If (like me), you were dimly aware of what OxyContin was, but had never really learned much about it, you'll certainly want to spend some times with this monumental, mesmerizing, harrowing, Pulitzer-worthy series that's been running in the L.A. Times:
- 'You want a description of hell?' OxyContin's 12-hour problem
Narcotic painkillers work differently in different people. Some drug companies discuss that variability on their product labels and recommend that doctors adjust the frequency with which patients take the drugs, depending on their individual response.
The label for Purdue’s MS Contin, for instance, recommends that doctors prescribe the drug every eight or 12 hours to suit the patient. The morphine tablet, Kadian, manufactured by Actavis, is designed to be taken once a day, but the label states that some patients may need a dose every 12 hours.
Despite the results of the clinical trials, Purdue continued developing OxyContin as a 12-hour drug. It did not test OxyContin at more frequent intervals.
- More than 1 million OxyContin pills ended up in the hands of criminals and addicts. What the drugmaker knew
In L.A., Santiago kept writing prescriptions in ever larger numbers.
To keep the OxyContin flowing, Lake Medical needed people. Lots of them. Age, race and gender didn’t matter. Just people whose time was cheap. For that, there was no place better than skid row.
Low-level members of the Lake Medical ring known as cappers would set up on Central Avenue or San Pedro Street. The stench of urine was everywhere. People were lying in doorways, sleeping in tents, fighting, shooting up. Who wants to make some money, the cappers would shout.
For as little as $25, homeless people served as straw patients and collected prescriptions for 80s.
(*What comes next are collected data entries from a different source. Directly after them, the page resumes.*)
use log::debug;
use crate::board::{Piece, PieceKind, Position};
use crate::movegen::{candidate_moves, generate_moves, CandidateMove};
use crate::search::eval::{PieceValues, Reason, ScoredMove, Strategy};

/// Tiered move advice: the best capture, else the move creating the most
/// valuable threat, else the first strategically useful move, else nothing.
#[derive(Debug, Clone, Default)]
pub struct Advisor {
    values: PieceValues,
}

impl Advisor {
    pub fn new(values: PieceValues) -> Self { Self { values } }

    pub fn recommend(&self, position: &Position) -> Option<ScoredMove> {
        let moves = candidate_moves(position, position.side_to_move());
        if let Some(sm) = self.best_capture(&moves) {
            debug!("advisor: capture tier {} ({})", sm.mv.uci(), sm.reason);
            return Some(sm);
        }
        if let Some(sm) = self.best_threat(position, &moves) {
            debug!("advisor: threat tier {} ({})", sm.mv.uci(), sm.reason);
            return Some(sm);
        }
        if let Some(sm) = first_strategic(&moves) {
            debug!("advisor: strategic tier {} ({})", sm.mv.uci(), sm.reason);
            return Some(sm);
        }
        debug!("advisor: no recommendation for {}", position.side_to_move());
        None
    }

    fn best_capture(&self, moves: &[CandidateMove]) -> Option<ScoredMove> {
        let mut best: Option<ScoredMove> = None;
        for mv in moves {
            let Some(target) = &mv.captured else { continue };
            let value = self.values.value(target.kind);
            if best.as_ref().map_or(true, |b| value > b.score) {
                let reason = Reason::Capture { target: target.kind, value };
                best = Some(ScoredMove { mv: mv.clone(), score: value, reason });
            }
        }
        best
    }

    fn best_threat(&self, position: &Position, moves: &[CandidateMove]) -> Option<ScoredMove> {
        let mut best: Option<ScoredMove> = None;
        for mv in moves {
            let Some(target) = self.most_valuable(&threatened_pieces(position, mv)) else { continue };
            let value = self.values.value(target);
            if best.as_ref().map_or(true, |b| value > b.score) {
                best = Some(ScoredMove { mv: mv.clone(), score: value, reason: Reason::Threat { target, value } });
            }
        }
        best
    }

    fn most_valuable(&self, pieces: &[Piece]) -> Option<PieceKind> {
        let mut best: Option<PieceKind> = None;
        for p in pieces {
            if best.map_or(true, |b| self.values.value(p.kind) > self.values.value(b)) { best = Some(p.kind); }
        }
        best
    }
}

/// Opponent pieces the mover could capture next turn if `mv` were played.
pub fn threatened_pieces(position: &Position, mv: &CandidateMove) -> Vec<Piece> {
    let mut child = position.clone();
    if child.apply(&mv.piece.id, mv.to).is_err() { return Vec::new(); }
    let Some(moved) = child.piece(&mv.piece.id) else { return Vec::new() };
    generate_moves(moved, &child)
        .into_iter()
        .filter_map(|sq| child.occupant(sq))
        .filter(|p| p.color != mv.piece.color)
        .cloned()
        .collect()
}

pub fn strategic_motive(mv: &CandidateMove) -> Option<Strategy> {
    let piece = &mv.piece;
    if mv.to.is_center() { return Some(Strategy::CenterControl); }
    let home = piece.color.home_rank();
    if piece.kind != PieceKind::Pawn && !piece.has_moved && mv.from.rank() == home && mv.to.rank() != home {
        return Some(Strategy::Development);
    }
    let advance = (mv.to.rank() as i8 - mv.from.rank() as i8) * piece.color.forward();
    if piece.kind == PieceKind::Pawn && advance > 0 { return Some(Strategy::PawnAdvance); }
    None
}

fn first_strategic(moves: &[CandidateMove]) -> Option<ScoredMove> {
    moves.iter().find_map(|mv| {
        strategic_motive(mv).map(|motive| ScoredMove { mv: mv.clone(), score: 0, reason: Reason::Strategic { motive } })
    })
}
It required just a few hours at the clinic, filling out a few forms and sitting through a sham examination. They were then driven, often in groups, to a pharmacy, where a capper acting as a chaperone paid the bill in cash. He then took the pills back to the Lake Medical ring leaders who packaged them in bulk for sale to drug dealers.
- OxyContin goes global — “We’re only just getting started”
In this global drive, the companies, known as Mundipharma, are using some of the same controversial marketing practices that made OxyContin a pharmaceutical blockbuster in the U.S.
In Brazil, China and elsewhere, the companies are running training seminars where doctors are urged to overcome “opiophobia” and prescribe painkillers. They are sponsoring public awareness campaigns that encourage people to seek medical treatment for chronic pain. They are even offering patient discounts to make prescription opioids more affordable.
U.S. Surgeon General Vivek H. Murthy said he would advise his peers abroad “to be very careful” with opioid medications and to learn from American “missteps.”